Directions for this task -
The expected answer is every line from the material below that has the word "which".

Material for the task -
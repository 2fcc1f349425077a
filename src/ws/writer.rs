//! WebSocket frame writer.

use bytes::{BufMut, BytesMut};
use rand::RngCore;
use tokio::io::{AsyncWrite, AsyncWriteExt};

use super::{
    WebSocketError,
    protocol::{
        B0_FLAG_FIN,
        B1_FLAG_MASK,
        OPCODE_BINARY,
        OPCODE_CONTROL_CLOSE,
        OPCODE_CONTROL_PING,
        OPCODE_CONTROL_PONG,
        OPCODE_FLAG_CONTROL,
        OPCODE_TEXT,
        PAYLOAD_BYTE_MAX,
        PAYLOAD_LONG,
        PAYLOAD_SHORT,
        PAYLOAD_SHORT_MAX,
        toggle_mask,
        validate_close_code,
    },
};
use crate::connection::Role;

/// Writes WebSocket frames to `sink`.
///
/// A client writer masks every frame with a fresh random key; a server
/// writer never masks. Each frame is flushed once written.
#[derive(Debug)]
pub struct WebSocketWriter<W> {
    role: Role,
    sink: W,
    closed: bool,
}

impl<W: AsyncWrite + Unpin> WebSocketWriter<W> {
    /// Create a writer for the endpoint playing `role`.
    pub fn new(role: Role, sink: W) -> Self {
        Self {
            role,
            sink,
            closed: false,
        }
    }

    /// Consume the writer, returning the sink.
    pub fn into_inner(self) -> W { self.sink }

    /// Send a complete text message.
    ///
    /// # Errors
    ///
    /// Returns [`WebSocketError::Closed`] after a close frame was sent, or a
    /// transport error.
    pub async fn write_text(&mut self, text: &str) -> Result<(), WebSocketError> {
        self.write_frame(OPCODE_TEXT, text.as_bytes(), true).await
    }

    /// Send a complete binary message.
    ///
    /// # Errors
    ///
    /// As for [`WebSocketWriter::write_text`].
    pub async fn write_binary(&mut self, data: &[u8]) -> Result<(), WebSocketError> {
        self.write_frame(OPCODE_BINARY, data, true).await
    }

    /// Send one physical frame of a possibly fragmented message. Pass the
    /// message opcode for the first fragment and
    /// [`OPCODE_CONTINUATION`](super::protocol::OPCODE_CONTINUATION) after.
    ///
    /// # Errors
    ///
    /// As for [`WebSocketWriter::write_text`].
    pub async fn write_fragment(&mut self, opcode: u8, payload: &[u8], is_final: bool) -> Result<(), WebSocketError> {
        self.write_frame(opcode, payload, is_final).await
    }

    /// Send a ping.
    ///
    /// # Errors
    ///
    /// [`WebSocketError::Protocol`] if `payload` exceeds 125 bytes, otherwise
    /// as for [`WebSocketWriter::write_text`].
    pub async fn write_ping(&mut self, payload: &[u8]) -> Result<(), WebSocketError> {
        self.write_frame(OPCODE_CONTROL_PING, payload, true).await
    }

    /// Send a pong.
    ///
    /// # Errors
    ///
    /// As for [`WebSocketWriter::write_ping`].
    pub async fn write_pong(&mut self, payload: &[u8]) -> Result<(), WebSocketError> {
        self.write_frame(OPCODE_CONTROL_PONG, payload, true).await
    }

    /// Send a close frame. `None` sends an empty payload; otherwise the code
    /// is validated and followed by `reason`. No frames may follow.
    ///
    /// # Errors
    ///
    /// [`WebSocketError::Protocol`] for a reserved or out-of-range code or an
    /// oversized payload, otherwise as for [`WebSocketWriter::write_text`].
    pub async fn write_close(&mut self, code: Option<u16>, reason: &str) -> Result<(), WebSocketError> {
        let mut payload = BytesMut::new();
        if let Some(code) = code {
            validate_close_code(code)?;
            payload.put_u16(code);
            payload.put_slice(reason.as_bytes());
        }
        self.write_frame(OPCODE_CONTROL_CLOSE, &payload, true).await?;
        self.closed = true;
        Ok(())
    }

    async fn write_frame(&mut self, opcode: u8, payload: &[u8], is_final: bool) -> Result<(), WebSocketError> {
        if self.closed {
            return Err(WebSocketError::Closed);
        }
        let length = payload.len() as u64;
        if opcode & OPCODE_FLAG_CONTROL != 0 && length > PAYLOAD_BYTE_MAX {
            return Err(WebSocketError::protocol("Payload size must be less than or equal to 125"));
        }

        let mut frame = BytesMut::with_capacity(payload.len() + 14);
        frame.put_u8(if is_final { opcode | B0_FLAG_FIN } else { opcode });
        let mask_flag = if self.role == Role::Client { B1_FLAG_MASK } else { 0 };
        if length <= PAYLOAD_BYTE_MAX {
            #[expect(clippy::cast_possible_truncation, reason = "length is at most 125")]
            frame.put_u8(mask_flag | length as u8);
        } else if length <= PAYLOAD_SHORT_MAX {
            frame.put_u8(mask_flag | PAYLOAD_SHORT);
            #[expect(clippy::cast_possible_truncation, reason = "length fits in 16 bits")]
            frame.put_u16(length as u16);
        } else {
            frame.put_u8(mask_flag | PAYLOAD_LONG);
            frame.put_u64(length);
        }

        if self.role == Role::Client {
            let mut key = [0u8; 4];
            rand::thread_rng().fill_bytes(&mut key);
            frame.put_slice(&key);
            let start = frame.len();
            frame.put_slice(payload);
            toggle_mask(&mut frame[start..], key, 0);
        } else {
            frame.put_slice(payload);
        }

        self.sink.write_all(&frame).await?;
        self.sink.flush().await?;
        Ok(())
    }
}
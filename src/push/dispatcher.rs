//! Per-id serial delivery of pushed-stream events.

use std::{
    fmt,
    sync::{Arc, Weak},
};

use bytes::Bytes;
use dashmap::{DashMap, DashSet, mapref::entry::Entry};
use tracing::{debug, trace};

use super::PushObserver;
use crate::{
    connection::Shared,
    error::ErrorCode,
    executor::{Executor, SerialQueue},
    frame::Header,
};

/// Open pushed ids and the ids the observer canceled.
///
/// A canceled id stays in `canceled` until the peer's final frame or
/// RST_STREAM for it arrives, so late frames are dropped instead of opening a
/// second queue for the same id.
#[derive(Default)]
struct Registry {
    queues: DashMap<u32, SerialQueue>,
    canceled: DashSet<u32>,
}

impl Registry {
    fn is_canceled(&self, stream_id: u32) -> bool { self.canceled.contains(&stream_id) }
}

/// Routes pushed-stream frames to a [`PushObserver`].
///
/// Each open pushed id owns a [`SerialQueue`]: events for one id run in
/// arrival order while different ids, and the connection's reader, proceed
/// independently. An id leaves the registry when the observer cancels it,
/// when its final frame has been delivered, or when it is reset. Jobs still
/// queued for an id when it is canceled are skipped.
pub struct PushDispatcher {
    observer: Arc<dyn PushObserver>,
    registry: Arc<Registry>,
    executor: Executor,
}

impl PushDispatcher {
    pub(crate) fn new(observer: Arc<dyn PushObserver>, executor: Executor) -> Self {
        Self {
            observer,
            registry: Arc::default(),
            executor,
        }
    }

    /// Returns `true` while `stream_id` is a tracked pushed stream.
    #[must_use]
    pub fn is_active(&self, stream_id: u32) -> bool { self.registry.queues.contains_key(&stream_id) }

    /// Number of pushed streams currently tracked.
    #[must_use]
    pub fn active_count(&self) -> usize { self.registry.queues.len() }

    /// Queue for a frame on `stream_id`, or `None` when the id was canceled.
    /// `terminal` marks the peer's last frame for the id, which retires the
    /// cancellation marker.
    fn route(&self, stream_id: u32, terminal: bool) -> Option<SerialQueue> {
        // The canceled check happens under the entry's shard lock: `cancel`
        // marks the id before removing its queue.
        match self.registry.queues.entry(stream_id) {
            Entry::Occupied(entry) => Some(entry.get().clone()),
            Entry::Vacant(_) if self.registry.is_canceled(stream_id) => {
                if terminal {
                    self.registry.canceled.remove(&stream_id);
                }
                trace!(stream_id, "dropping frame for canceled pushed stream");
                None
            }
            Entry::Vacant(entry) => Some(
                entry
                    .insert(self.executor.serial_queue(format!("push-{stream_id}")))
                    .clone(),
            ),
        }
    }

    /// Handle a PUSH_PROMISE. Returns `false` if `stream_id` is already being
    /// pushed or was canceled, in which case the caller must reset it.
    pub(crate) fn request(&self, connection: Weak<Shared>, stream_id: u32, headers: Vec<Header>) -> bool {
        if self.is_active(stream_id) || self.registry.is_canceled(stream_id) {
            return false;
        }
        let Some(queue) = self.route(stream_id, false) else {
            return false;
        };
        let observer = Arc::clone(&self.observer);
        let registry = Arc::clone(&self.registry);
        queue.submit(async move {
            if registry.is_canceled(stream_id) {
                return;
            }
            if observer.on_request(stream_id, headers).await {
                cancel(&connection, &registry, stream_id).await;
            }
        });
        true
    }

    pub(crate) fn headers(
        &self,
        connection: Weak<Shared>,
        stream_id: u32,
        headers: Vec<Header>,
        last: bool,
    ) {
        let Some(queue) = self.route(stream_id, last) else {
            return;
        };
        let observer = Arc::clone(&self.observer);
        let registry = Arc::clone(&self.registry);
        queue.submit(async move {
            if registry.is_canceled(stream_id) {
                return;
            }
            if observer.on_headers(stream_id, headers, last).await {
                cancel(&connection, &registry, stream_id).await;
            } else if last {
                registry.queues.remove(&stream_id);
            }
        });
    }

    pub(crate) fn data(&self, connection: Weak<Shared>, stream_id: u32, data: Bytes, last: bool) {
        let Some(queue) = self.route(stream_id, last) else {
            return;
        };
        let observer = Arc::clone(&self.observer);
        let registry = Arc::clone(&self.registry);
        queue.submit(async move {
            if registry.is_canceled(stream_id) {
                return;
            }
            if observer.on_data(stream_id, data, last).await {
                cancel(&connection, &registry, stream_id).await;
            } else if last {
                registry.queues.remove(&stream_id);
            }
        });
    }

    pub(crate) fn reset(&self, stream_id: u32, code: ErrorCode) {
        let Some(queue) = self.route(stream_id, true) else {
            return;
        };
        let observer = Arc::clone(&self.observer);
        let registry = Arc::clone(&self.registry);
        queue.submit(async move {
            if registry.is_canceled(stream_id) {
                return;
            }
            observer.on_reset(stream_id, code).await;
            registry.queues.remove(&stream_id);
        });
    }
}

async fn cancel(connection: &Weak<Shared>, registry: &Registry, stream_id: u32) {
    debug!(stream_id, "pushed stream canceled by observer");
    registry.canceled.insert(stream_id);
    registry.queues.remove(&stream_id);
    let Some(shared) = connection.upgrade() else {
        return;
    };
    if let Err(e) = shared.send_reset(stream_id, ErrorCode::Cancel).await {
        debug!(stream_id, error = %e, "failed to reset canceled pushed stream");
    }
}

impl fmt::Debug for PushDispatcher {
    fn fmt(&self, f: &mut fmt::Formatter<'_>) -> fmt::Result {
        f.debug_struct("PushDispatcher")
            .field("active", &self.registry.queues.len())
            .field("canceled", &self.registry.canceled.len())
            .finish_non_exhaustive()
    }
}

Response to the exercise -
    /// `terminal` marks the peer's last frame for the id, which retires the
    /// pushed or was canceled, in which case the caller must reset it.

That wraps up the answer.